> [DATA UNDER STUDY]:

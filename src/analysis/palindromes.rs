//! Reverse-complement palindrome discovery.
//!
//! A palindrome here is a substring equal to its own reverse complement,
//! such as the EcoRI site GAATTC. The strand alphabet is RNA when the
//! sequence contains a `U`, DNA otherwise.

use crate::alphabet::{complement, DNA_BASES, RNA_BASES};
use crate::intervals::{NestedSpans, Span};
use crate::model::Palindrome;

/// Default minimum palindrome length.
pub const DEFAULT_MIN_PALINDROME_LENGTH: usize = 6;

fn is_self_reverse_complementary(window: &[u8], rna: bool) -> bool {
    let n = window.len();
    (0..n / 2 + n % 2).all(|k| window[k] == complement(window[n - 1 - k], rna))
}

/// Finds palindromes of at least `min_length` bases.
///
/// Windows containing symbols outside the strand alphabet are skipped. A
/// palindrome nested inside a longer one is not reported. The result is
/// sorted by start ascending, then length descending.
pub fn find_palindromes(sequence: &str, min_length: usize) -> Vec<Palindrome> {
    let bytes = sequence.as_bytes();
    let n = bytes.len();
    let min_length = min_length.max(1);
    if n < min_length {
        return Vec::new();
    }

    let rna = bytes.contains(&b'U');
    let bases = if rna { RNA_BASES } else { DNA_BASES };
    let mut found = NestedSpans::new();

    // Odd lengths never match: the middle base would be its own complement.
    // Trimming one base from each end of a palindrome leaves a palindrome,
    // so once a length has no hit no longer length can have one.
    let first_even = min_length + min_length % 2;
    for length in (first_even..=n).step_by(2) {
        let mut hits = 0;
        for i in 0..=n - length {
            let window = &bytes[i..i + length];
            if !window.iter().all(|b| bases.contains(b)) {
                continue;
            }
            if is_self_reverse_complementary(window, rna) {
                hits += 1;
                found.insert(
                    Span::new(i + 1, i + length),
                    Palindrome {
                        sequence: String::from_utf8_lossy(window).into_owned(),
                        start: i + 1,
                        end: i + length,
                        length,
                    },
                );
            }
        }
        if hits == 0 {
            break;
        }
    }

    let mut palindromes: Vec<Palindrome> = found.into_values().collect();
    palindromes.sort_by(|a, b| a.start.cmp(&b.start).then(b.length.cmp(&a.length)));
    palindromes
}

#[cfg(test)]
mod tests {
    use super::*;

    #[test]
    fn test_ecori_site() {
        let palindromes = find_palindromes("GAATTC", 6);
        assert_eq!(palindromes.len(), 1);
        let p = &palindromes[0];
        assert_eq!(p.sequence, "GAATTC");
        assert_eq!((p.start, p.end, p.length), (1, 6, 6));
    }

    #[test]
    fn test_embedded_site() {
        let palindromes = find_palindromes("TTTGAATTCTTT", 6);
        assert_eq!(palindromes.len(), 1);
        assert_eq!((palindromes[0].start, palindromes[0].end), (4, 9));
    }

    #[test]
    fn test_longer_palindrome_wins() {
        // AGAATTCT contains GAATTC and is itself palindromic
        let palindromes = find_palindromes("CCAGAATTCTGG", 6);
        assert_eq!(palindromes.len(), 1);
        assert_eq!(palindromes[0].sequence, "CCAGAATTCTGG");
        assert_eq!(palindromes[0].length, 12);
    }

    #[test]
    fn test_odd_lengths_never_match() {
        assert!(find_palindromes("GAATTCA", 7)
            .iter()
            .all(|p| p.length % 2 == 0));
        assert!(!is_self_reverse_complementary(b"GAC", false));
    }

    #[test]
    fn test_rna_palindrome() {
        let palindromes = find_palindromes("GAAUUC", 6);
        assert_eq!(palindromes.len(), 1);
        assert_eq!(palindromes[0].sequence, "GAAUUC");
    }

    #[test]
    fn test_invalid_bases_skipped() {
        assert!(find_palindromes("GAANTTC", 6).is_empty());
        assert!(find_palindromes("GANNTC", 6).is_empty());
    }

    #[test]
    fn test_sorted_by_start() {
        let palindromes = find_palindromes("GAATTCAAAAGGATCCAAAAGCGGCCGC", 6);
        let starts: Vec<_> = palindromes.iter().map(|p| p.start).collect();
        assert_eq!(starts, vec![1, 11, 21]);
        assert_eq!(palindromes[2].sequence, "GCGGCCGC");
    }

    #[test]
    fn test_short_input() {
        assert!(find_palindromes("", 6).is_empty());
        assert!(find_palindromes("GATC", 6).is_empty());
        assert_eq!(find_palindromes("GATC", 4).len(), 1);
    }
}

> [ABOUT THIS TASK]:
For this task, write out exactly the lines of the entries above, starting at the line with "Finds palindromes of" and ending at the line with "pub fn find_palindromes(sequence: &str, min_length: usize)", both included, and no others.

> [ANSWER SECTION]:
/// Finds palindromes of at least `min_length` bases.
///
/// Windows containing symbols outside the strand alphabet are skipped. A
/// palindrome nested inside a longer one is not reported. The result is
/// sorted by start ascending, then length descending.
pub fn find_palindromes(sequence: &str, min_length: usize) -> Vec<Palindrome> {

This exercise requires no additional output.